> ACTIVITY
Please reproduce the entries below exactly, starting at the first line and ending with the line that holds "reads the facility".

Dataset entries:
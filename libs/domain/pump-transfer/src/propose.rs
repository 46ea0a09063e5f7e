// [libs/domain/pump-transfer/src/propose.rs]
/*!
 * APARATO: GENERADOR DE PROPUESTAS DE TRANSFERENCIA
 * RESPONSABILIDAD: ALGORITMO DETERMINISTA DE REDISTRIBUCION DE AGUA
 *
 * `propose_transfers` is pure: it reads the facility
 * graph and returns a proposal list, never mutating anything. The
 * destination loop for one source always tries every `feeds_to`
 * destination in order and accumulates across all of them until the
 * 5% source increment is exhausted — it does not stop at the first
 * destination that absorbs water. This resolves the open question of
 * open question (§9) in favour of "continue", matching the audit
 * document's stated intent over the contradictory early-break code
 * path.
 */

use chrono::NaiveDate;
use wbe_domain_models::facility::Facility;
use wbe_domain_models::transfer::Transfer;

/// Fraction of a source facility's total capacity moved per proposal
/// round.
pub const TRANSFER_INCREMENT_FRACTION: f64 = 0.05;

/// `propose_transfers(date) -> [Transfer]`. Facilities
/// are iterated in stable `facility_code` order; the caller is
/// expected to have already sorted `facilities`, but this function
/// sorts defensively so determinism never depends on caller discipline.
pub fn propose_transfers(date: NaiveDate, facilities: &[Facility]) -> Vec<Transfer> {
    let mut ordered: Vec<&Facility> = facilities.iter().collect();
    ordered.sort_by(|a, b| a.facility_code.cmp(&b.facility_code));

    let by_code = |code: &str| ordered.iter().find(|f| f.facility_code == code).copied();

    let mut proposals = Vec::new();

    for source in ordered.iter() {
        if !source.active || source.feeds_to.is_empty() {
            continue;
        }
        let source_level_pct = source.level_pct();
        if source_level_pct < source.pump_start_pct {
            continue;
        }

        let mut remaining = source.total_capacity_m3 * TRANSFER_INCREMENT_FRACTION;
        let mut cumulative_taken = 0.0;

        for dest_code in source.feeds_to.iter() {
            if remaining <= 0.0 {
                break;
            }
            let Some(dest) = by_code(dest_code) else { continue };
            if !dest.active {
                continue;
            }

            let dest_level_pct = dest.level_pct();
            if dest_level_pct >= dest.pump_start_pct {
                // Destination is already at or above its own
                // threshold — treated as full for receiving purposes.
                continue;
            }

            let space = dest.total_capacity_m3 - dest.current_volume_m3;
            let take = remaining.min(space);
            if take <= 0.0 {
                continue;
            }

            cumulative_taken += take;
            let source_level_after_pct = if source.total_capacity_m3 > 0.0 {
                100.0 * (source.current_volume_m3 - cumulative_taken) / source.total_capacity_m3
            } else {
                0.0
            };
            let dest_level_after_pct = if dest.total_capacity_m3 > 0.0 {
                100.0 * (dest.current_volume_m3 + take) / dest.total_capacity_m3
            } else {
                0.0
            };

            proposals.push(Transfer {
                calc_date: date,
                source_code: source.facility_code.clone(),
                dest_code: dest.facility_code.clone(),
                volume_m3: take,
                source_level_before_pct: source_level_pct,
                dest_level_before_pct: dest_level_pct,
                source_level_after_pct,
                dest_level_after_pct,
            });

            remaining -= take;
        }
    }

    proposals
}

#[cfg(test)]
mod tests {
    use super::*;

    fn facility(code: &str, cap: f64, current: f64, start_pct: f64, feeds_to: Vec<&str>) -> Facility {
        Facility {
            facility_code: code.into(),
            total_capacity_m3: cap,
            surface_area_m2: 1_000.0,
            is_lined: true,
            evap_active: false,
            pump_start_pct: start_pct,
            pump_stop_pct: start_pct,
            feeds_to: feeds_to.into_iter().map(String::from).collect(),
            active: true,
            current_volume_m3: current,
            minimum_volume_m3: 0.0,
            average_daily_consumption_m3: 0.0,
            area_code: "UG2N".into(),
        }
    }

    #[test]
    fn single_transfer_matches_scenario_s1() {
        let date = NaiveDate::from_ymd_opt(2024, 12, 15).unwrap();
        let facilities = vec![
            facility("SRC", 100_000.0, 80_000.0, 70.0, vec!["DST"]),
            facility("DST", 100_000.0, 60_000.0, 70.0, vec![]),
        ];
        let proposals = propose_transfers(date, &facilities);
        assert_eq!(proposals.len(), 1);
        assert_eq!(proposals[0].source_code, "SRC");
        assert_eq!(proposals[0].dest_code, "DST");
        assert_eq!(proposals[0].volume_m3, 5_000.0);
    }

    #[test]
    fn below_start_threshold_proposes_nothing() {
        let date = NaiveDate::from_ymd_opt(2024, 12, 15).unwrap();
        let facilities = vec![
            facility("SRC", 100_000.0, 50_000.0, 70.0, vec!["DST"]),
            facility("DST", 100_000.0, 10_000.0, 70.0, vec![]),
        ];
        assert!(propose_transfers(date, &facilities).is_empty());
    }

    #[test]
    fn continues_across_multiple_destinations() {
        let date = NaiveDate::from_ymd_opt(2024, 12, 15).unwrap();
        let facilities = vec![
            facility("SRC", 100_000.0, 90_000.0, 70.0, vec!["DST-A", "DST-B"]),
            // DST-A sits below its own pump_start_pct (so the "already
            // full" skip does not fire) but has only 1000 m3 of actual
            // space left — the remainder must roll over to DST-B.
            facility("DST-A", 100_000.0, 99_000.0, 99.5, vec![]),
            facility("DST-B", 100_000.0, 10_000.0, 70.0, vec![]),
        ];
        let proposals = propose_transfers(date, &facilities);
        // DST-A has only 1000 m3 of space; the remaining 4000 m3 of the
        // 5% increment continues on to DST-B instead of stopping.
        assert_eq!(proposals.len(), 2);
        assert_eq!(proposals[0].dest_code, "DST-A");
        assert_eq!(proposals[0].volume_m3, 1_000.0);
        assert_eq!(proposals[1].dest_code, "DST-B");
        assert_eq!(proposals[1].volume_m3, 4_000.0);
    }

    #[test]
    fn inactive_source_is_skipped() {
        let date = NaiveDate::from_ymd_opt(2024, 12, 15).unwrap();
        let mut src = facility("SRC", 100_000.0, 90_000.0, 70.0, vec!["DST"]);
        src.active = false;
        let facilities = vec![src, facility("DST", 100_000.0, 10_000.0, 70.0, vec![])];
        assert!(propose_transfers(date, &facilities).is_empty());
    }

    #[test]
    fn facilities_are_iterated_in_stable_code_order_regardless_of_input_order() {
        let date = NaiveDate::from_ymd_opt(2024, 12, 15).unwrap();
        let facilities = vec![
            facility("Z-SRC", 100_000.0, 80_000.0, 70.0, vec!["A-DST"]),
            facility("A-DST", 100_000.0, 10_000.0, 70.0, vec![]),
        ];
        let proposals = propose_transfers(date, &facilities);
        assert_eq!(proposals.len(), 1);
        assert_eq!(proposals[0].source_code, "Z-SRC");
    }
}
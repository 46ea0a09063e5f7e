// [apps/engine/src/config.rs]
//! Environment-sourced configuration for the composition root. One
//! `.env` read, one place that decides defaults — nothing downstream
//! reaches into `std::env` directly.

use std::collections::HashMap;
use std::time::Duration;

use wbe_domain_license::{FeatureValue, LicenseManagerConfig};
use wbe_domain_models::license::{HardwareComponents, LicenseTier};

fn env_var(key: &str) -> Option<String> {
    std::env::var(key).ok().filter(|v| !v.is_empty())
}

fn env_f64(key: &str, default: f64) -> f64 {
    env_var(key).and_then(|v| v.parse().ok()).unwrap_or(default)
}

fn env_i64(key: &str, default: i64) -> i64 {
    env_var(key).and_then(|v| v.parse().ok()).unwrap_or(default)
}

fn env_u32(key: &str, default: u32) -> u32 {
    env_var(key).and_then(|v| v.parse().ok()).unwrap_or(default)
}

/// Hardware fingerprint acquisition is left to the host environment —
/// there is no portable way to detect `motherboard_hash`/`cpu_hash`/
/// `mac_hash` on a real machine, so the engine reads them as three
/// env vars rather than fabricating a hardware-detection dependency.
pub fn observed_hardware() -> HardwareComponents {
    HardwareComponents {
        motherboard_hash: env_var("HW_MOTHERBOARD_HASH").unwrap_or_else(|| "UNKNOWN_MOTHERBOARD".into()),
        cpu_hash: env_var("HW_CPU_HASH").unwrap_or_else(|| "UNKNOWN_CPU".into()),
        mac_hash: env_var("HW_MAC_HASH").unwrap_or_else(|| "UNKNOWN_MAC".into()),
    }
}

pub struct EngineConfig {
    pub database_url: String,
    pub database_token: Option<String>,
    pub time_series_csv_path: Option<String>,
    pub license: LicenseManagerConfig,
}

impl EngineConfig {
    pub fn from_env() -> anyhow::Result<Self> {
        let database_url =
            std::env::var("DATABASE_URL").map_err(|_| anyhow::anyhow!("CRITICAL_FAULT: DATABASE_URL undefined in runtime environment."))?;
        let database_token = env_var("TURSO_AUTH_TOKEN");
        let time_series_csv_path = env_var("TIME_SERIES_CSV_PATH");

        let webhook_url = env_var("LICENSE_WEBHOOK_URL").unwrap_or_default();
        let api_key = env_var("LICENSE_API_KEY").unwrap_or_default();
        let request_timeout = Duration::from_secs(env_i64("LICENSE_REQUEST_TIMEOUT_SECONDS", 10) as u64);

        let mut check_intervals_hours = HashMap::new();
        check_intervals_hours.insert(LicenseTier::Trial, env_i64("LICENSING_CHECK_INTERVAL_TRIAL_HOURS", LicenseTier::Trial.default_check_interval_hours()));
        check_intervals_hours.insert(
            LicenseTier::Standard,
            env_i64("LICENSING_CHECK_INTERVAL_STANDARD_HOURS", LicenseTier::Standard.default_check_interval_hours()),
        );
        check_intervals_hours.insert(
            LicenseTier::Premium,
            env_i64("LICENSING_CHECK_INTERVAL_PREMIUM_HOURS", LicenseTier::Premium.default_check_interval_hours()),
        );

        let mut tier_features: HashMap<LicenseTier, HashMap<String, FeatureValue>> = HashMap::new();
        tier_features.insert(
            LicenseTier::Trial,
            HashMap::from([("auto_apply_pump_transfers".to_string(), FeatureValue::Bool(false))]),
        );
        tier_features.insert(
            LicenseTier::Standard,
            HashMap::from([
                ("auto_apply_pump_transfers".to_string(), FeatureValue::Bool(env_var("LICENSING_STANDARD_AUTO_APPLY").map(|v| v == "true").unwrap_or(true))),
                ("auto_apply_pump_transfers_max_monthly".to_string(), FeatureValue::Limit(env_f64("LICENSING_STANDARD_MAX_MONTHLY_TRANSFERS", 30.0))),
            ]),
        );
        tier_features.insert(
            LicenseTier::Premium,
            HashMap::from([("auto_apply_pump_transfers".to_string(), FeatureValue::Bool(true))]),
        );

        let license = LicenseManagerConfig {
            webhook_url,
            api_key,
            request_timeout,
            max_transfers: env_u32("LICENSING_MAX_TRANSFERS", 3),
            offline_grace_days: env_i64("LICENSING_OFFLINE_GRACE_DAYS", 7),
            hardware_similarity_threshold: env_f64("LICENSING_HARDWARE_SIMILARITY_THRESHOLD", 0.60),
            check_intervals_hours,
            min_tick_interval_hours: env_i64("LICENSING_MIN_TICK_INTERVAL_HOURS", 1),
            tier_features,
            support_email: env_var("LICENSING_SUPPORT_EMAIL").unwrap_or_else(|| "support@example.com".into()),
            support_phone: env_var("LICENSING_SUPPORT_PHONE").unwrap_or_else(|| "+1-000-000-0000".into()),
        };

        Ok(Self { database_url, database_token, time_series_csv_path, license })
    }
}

> REPLY TO THE EXERCISE
filename libs/domain/pump-transfer/src/propose.rs
repository 46ea0a09063e5f7e
// [libs/domain/pump-transfer/src/propose.rs]
/*!
 * APARATO: GENERADOR DE PROPUESTAS DE TRANSFERENCIA
 * RESPONSABILIDAD: ALGORITMO DETERMINISTA DE REDISTRIBUCION DE AGUA
 *
 * `propose_transfers` is pure: it reads the facility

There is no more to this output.